Everything started when he was three. He couldn't even remember his father: that was the sad thing. He could laugh or smile whenever his mother mentioned a former joke or thing he used to do with his father, but he could never remember what he looked like. He looked at pictures, but they didn't mean anything to him. Pictures were just a frozen moment, framed and put on display. He wanted to have his own memory of his father. That wasn't possible, however. He apparently looked like his father when he was younger, with his blond hair and snarky attitude. Now, he was the opposite. His blond hair turned a brunette-brown; his silver eyes darkening to a dark grey color; his snarky attitude changing to a calm, dejected mindset. Those were some of the things he didn't like about himself. He saw the look in his mother's eyes, even when he was young, as she saw the changes in his appearance. That, his mother's discontent, caused his own feelings of self-deprecation.

He went to the graveyard where his relatives were buried. He sat there for hours on end, just staring down at the cold, grey stones. He read the words on each gravestone: "_A beloved wife, mother and sister_", _"A cherished husband and father_", "_A treasured husband, father and nephew_". His mother told him about his grandparents: about their misfortunes and missteps, their loving care, their personality. His grandmother was a good person by what his mother told him; his grandfather the same. His father…he was a different story. He had stopped asking about his father by the time he was nine years old. He knew what that did to his mother. He even tried not to mention him on the day he first left for Hogwarts. He saw all the other kids' parents and siblings, crying them goodbye. He didn't have that.

He always felt somewhat of a disappointment to his mother in certain ways. He didn't get into Slytherin unlike the forefathers of the Malfoy and Greengrass family; he was put into Ravenclaw. He didn't excel in Quidditch like his father, nor did he in his classes. There was a notorious fight between him and his mother on the day that his O.W.L.S came. "_How were you sorted into _Ravenclaw_ if you can't even get an 'Acceptable' in any of your classes?_" He never talked angrily to her. She the only thing he had.

He another long drag from his cigarette while staring out into oblivion. He didn't know what he thought of his mother at this moment in his life.

She was his mother, so he had to love her…but he didn't know if he did. She raised him mostly on her own after his father's funeral, given him food, a roof over his head for seventeen years of his life. But she also caused him to be the person he was…which wasn't a good thing. Endless amounts of pressure to become something impossible, constant comparisons to his father, his nemesis, Albus Potter, harsh criticisms of the smallest mistake. He was a judgmental and dejected person whenever came to certain things now. He couldn't even take in the slightest bit of happiness or cheeriness because what she made him believe. He tried to run away many times when he was a teenager. Not returning home once the school year at Hogwarts was over, taking an adlib trip around the English countryside. She always found him though.

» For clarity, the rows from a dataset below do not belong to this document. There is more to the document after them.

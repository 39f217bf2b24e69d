//! CLI entrypoint for the avr-libc conformance harness.

use std::path::{Path, PathBuf};
use std::process::ExitCode;

use avrlibc_harness::config::{LOG_ENV, TARGET_ENV};
use avrlibc_harness::exit_code::ExitPolicy;
use avrlibc_harness::fixtures::load_fixtures;
use avrlibc_harness::structured_log::{ArtifactIndex, LogEmitter, now_utc};
use avrlibc_harness::verify::{VerificationSummary, verify_set};
use avrlibc_harness::{
    ConformanceReport, HarnessConfig, HarnessError, Reference, SuiteRunner, Target, suites,
};
use clap::{Parser, Subcommand};

/// Conformance tooling for avr-libc routines.
#[derive(Debug, Parser)]
#[command(name = "avrlibc-harness")]
#[command(about = "Table-driven conformance harness for avr-libc")]
struct Cli {
    /// Target profile: `avr` passes exit codes through and stays quiet.
    #[arg(long, global = true, value_enum, env = TARGET_ENV, default_value = "host")]
    target: Target,
    /// Write structured JSONL events to this file.
    #[arg(long, global = true, env = LOG_ENV)]
    log: Option<PathBuf>,
    #[command(subcommand)]
    command: Command,
}

#[derive(Debug, Subcommand)]
enum Command {
    /// List built-in suites.
    List,
    /// Run one suite and exit with its code.
    Run {
        #[arg(long)]
        suite: String,
    },
    /// Run every suite in order, stopping at the first failure.
    RunAll,
    /// Write a suite's table as a JSON fixture set.
    Export {
        #[arg(long)]
        suite: String,
        /// Output path for the fixture JSON.
        #[arg(long)]
        output: PathBuf,
    },
    /// Verify JSON fixtures against the reference routines.
    Verify {
        /// Fixture file, or a directory of `*.json` fixtures.
        #[arg(long)]
        fixture: PathBuf,
        /// Output report path (markdown); JSON and artifact index are written beside it.
        #[arg(long)]
        report: Option<PathBuf>,
    },
}

fn main() -> Result<ExitCode, Box<dyn std::error::Error>> {
    let cli = Cli::parse();
    let mut config = HarnessConfig::new(cli.target);
    if let Some(path) = cli.log {
        config = config.with_log(path);
    }

    let status = match cli.command {
        Command::List => {
            for suite in suites::all() {
                let export = if suite.exportable() { " [export]" } else { "" };
                println!("{:<22} {:<20} {}{export}", suite.name, suite.symbol, suite.description);
            }
            0
        }
        Command::Run { suite } => {
            let suite = suites::find(&suite).ok_or(HarnessError::UnknownSuite(suite))?;
            let mut runner = runner(&config)?;
            let outcome = runner.run(suite)?;
            runner.finish()?;
            outcome.process_status()
        }
        Command::RunAll => {
            let mut runner = runner(&config)?;
            let outcomes = runner.run_all(suites::all())?;
            runner.finish()?;
            let passed = outcomes.iter().filter(|o| o.passed()).count();
            if config.target.diagnostics() {
                eprintln!("{passed}/{} suites passed", suites::all().len());
            }
            outcomes.last().map_or(0, |o| o.process_status())
        }
        Command::Export { suite, output } => {
            let found = suites::find(&suite).ok_or_else(|| HarnessError::UnknownSuite(suite.clone()))?;
            let export = found.export.ok_or(HarnessError::NotExportable(suite))?;
            let set = export();
            std::fs::write(&output, set.to_json()?).map_err(|e| io_error(&output, e))?;
            eprintln!("Wrote {} cases to {}", set.cases.len(), output.display());
            0
        }
        Command::Verify { fixture, report } => verify(&config, &fixture, report.as_deref())?,
    };

    Ok(ExitCode::from(status))
}

fn runner(config: &HarnessConfig) -> Result<SuiteRunner<'static>, HarnessError> {
    let runner = SuiteRunner::new(&Reference, config.clone());
    match &config.log_path {
        Some(path) => {
            let emitter = LogEmitter::to_file(path, &run_id(config.target), config.target.as_str())
                .map_err(|e| io_error(path, e))?;
            Ok(runner.with_emitter(emitter))
        }
        None => Ok(runner),
    }
}

fn run_id(target: Target) -> String {
    format!("{}-{}", target.as_str(), std::process::id())
}

fn io_error(path: &Path, source: std::io::Error) -> HarnessError {
    HarnessError::Io {
        path: path.to_path_buf(),
        source,
    }
}

fn verify(config: &HarnessConfig, fixture: &Path, report: Option<&Path>) -> Result<u8, HarnessError> {
    eprintln!("Verifying fixtures in {}", fixture.display());
    let mut results = Vec::new();
    for (path, set) in load_fixtures(fixture)? {
        let summary = verify_set(&set)?;
        eprintln!(
            "  {}: {}/{} passed",
            path.display(),
            summary.passed,
            summary.total
        );
        results.extend(summary.results);
    }

    let report_doc = ConformanceReport {
        title: String::from("avr-libc Conformance Report"),
        target: config.target.as_str().to_string(),
        timestamp: now_utc(),
        summary: VerificationSummary::from_results(results),
    };
    eprintln!(
        "Verification complete: total={}, passed={}, failed={}",
        report_doc.summary.total, report_doc.summary.passed, report_doc.summary.failed
    );

    if let Some(md_path) = report {
        let markdown = report_doc.to_markdown();
        let json = report_doc.to_json();
        let json_path = md_path.with_extension("json");
        let index_path = md_path.with_extension("artifacts.json");
        std::fs::write(md_path, &markdown).map_err(|e| io_error(md_path, e))?;
        std::fs::write(&json_path, &json).map_err(|e| io_error(&json_path, e))?;

        let mut index = ArtifactIndex::new(run_id(config.target));
        index
            .add_bytes(md_path.display().to_string(), "report_markdown", markdown.as_bytes())
            .add_bytes(json_path.display().to_string(), "report_json", json.as_bytes());
        std::fs::write(&index_path, index.to_json()?).map_err(|e| io_error(&index_path, e))?;
        eprintln!("Wrote {}, {} and {}", md_path.display(), json_path.display(), index_path.display());
    }

    let policy = ExitPolicy::Index.for_target(config.target);
    Ok(match report_doc.summary.first_failure() {
        None => 0,
        Some(index) => policy.process_status(i32::try_from(index).unwrap_or(i32::MAX)),
    })
}
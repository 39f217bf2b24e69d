//! Integer to string conversions (`itoa`, `ltoa`, `utoa`, `ultoa`).
//!
//! avr-libc semantics: radix must be in `2..=36`, otherwise the result is the
//! empty string. Digits above 9 are lowercase. Only radix 10 renders a sign;
//! every other radix prints the two's-complement bit pattern.

const DIGITS: &[u8; 36] = b"0123456789abcdefghijklmnopqrstuvwxyz";

fn valid_radix(radix: i32) -> Option<u32> {
    u32::try_from(radix).ok().filter(|r| (2..=36).contains(r))
}

fn render_unsigned(mut value: u32, radix: u32, out: &mut String) {
    let mut buf = [0u8; 32];
    let mut pos = buf.len();
    loop {
        pos -= 1;
        buf[pos] = DIGITS[(value % radix) as usize];
        value /= radix;
        if value == 0 {
            break;
        }
    }
    out.extend(buf[pos..].iter().map(|&b| char::from(b)));
}

fn render_signed(value: i32, bits_mask: u32, radix: i32) -> String {
    let mut out = String::new();
    let Some(radix) = valid_radix(radix) else {
        return out;
    };
    if radix == 10 && value < 0 {
        out.push('-');
        render_unsigned(value.unsigned_abs(), radix, &mut out);
    } else {
        render_unsigned(value as u32 & bits_mask, radix, &mut out);
    }
    out
}

/// `itoa` for the 16-bit `int`.
#[must_use]
pub fn itoa(value: i16, radix: i32) -> String {
    render_signed(i32::from(value), 0xFFFF, radix)
}

/// `ltoa` for the 32-bit `long`.
#[must_use]
pub fn ltoa(value: i32, radix: i32) -> String {
    render_signed(value, u32::MAX, radix)
}

/// `utoa` for `unsigned int`.
#[must_use]
pub fn utoa(value: u16, radix: i32) -> String {
    ultoa(u32::from(value), radix)
}

/// `ultoa` for `unsigned long`.
#[must_use]
pub fn ultoa(value: u32, radix: i32) -> String {
    let mut out = String::new();
    if let Some(radix) = valid_radix(radix) {
        render_unsigned(value, radix, &mut out);
    }
    out
}

#[cfg(test)]
mod tests {
    use super::*;

    #[test]
    fn decimal_is_signed() {
        assert_eq!(itoa(-12345, 10), "-12345");
        assert_eq!(itoa(i16::MIN, 10), "-32768");
        assert_eq!(ltoa(i32::MIN, 10), "-2147483648");
    }

    #[test]
    fn other_radixes_print_bit_pattern() {
        assert_eq!(itoa(35, 2), "100011");
        assert_eq!(itoa(35, 36), "z");
        assert_eq!(itoa(-1, 16), "ffff");
        assert_eq!(itoa(-1, 2), "1111111111111111");
        assert_eq!(ltoa(-1, 16), "ffffffff");
    }

    #[test]
    fn invalid_radix_gives_empty_string() {
        for radix in [0, 1, 37, 0x0108, -10] {
            assert_eq!(itoa(2, radix), "", "radix {radix}");
            assert_eq!(ultoa(2, radix), "", "radix {radix}");
        }
    }

    #[test]
    fn unsigned_variants() {
        assert_eq!(utoa(0, 10), "0");
        assert_eq!(utoa(u16::MAX, 8), "177777");
        assert_eq!(ultoa(u32::MAX, 36), "1z141z3");
    }
}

But with his mother's harsh teachings and criticisms came a small silver lining: he met his fiancée. She was like him: a tormented and dejected soul. She had the similar situation with her father. They had met the first day that he was officially an adult, away from his mother. He was randomly wandering around the dark streets of Diagon Alley. The shops were closed up in the midnight hour. He didn't know what he was doing or where he was going. He was just…rejoicing in his freedom. He reckoned he was a humorous sight: a seventeen year-old boy, standing in the middle of an empty street at the dead of night, smiling like an idiot.

She saw him that night, through her room in the Leaky Cauldron. He didn't meet her until the following week when he was passed out, drunk, in an alleyway. Her name was Gabrielle Delacour "_the second_" she clarified righteously when they introduced themselves to each other. Her mother, Gabrielle Delacour, died during childbirth without marrying her father. She was named after her, but that hadn't changed her father's feelings about her. He thought that she was less loveable since her mother died while giving birth to her. She was never truly loved by her father, she told him. The two of them fell for each other over the course of a year. They weren't really suited for each other, both of them knew this.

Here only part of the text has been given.